Spatiotemporal changes in HNK-1/L2 glycoconjugates on avian embryo somite and neural crest cells

Neural crest cell migration was studied in trunks of quail and chick embryos using HNK-1 and L2 antibodies. At the intersegmental cleft, labeled crest cells were associated with the rostral wall of the somite rather than blood vessels. Migration into and through the rostral part of the sclerotomes was more rapid (40–70 μm/hr; quail) and the onset of localization was earlier (after 13–16 hr; quail) than previously supposed. Crest cells here were initially mono- to multipolar, scattered, and inconsistently oriented and formed numerous close (about 20 nm) homo- and heterotypic cell-cell contacts. In vitro models suggested that significant numbers of crest cells, however, could be unlabeled at this early phase.

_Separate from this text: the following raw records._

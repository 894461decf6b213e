//! Repository store for database operations

use anyhow::{Context, Result};
use serde::Serialize;
use sqlx::FromRow;
use uuid::Uuid;

use crate::models::Repository;
use crate::DbPool;

/// Aggregate counts backing the repository dashboard, fetched in one read
#[derive(Debug, Clone, Serialize, FromRow)]
pub struct DashboardCounts {
    pub total_tests: i64,
    pub flaky_tests: i64,
    pub quarantined_tests: i64,
    pub recent_runs: i64,
    pub recent_failures: i64,
    pub cluster_count: i64,
}

pub struct RepoStore;

impl RepoStore {
    /// Register a repository or refresh its installation binding.
    ///
    /// Identity is `(provider, owner, name)`; re-registration updates the
    /// installation id and reactivates the row.
    pub async fn upsert(
        pool: &DbPool,
        provider: &str,
        owner: &str,
        name: &str,
        installation_id: i64,
    ) -> Result<Repository> {
        let now = chrono::Utc::now();

        let repo = sqlx::query_as::<_, Repository>(
            r#"
            INSERT INTO repositories (id, provider, owner, name, installation_id, active, created_at, updated_at)
            VALUES ($1, $2, $3, $4, $5, TRUE, $6, $6)
            ON CONFLICT (provider, owner, name) DO UPDATE SET
                installation_id = EXCLUDED.installation_id,
                active = TRUE,
                updated_at = EXCLUDED.updated_at
            RETURNING *
            "#,
        )
        .bind(Uuid::new_v4().to_string())
        .bind(provider)
        .bind(owner)
        .bind(name)
        .bind(installation_id)
        .bind(now)
        .fetch_one(pool)
        .await
        .context("Failed to upsert repository")?;

        Ok(repo)
    }

    /// Find repository by ID
    pub async fn find_by_id(pool: &DbPool, repo_id: &str) -> Result<Option<Repository>> {
        let repo = sqlx::query_as::<_, Repository>(
            r#"
            SELECT * FROM repositories
            WHERE id = $1
            "#,
        )
        .bind(repo_id)
        .fetch_optional(pool)
        .await
        .context("Failed to find repository by ID")?;

        Ok(repo)
    }

    /// List repositories with pagination and optional substring search
    pub async fn list(
        pool: &DbPool,
        limit: i64,
        offset: i64,
        search: Option<&str>,
    ) -> Result<Vec<Repository>> {
        let repos = sqlx::query_as::<_, Repository>(
            r#"
            SELECT * FROM repositories
            WHERE ($3::TEXT IS NULL OR owner || '/' || name ILIKE '%' || $3 || '%')
            ORDER BY owner, name
            LIMIT $1 OFFSET $2
            "#,
        )
        .bind(limit)
        .bind(offset)
        .bind(search)
        .fetch_all(pool)
        .await
        .context("Failed to list repositories")?;

        Ok(repos)
    }

    /// Active repositories, for the polling sweep
    pub async fn list_active(pool: &DbPool) -> Result<Vec<Repository>> {
        let repos = sqlx::query_as::<_, Repository>(
            r#"
            SELECT * FROM repositories
            WHERE active = TRUE
            ORDER BY owner, name
            "#,
        )
        .fetch_all(pool)
        .await
        .context("Failed to list active repositories")?;

        Ok(repos)
    }

    /// Dashboard aggregates in a single round trip
    pub async fn dashboard(
        pool: &DbPool,
        repo_id: &str,
        warn_threshold: f64,
        lookback_days: i64,
    ) -> Result<DashboardCounts> {
        let counts = sqlx::query_as::<_, DashboardCounts>(
            r#"
            SELECT
                (SELECT COUNT(*) FROM test_cases tc WHERE tc.repo_id = $1) AS total_tests,
                (SELECT COUNT(*) FROM flake_scores fs
                    JOIN test_cases tc ON tc.id = fs.test_id
                    WHERE tc.repo_id = $1 AND fs.score >= $2) AS flaky_tests,
                (SELECT COUNT(DISTINCT qd.test_id) FROM quarantine_decisions qd
                    JOIN test_cases tc ON tc.id = qd.test_id
                    WHERE tc.repo_id = $1 AND qd.state = 'ACTIVE'
                      AND (qd.until IS NULL OR qd.until > NOW())) AS quarantined_tests,
                (SELECT COUNT(*) FROM workflow_runs wr
                    WHERE wr.repo_id = $1
                      AND wr.created_at > NOW() - ($3 * INTERVAL '1 day')) AS recent_runs,
                (SELECT COUNT(*) FROM occurrences o
                    JOIN test_cases tc ON tc.id = o.test_id
                    WHERE tc.repo_id = $1 AND o.status IN ('failed', 'error')
                      AND o.created_at > NOW() - ($3 * INTERVAL '1 day')) AS recent_failures,
                (SELECT COUNT(*) FROM failure_clusters fc WHERE fc.repo_id = $1) AS cluster_count
            "#,
        )
        .bind(repo_id)
        .bind(warn_threshold)
        .bind(lookback_days)
        .fetch_one(pool)
        .await
        .context("Failed to load repository dashboard")?;

        Ok(counts)
    }
}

Somitic properties covarying with the hemisegmental pattern of crest cell immigration were investigated. Laminin distribution, although asymmetric in the somites, was not closely related to that of crest cells. Tenascin distribution matched that of crest cells, but only at the localization stage. Earlier, maximal tenascin expression occurred in the somite's caudal wall, a region avoided by crest cells. Chondroitin 6-sulfate proteoglycan expression was elevated in the caudal somite-half at the localization phase and also, at lumbar levels, at the immigration stage. This is consistent with tenascin and proteoglycan having a negative role in crest cell migration. The rostral somite-half was also labeled by HNK-1 and L2, but only in quails. This was associated with the cell surface, was transient, was stable to mild proteolysis, and was labile to cryoprocessing and lipophilic solvents. The spatial and temporal congruence with crest migration suggests that the HNK/L2 adhesion-related carbohydrate epitope on the somites indicates a molecule (possibly glycolipid) which acts via heterotypic cell-cell contacts to provide one cue in the patterned distribution of crest cells in the somites.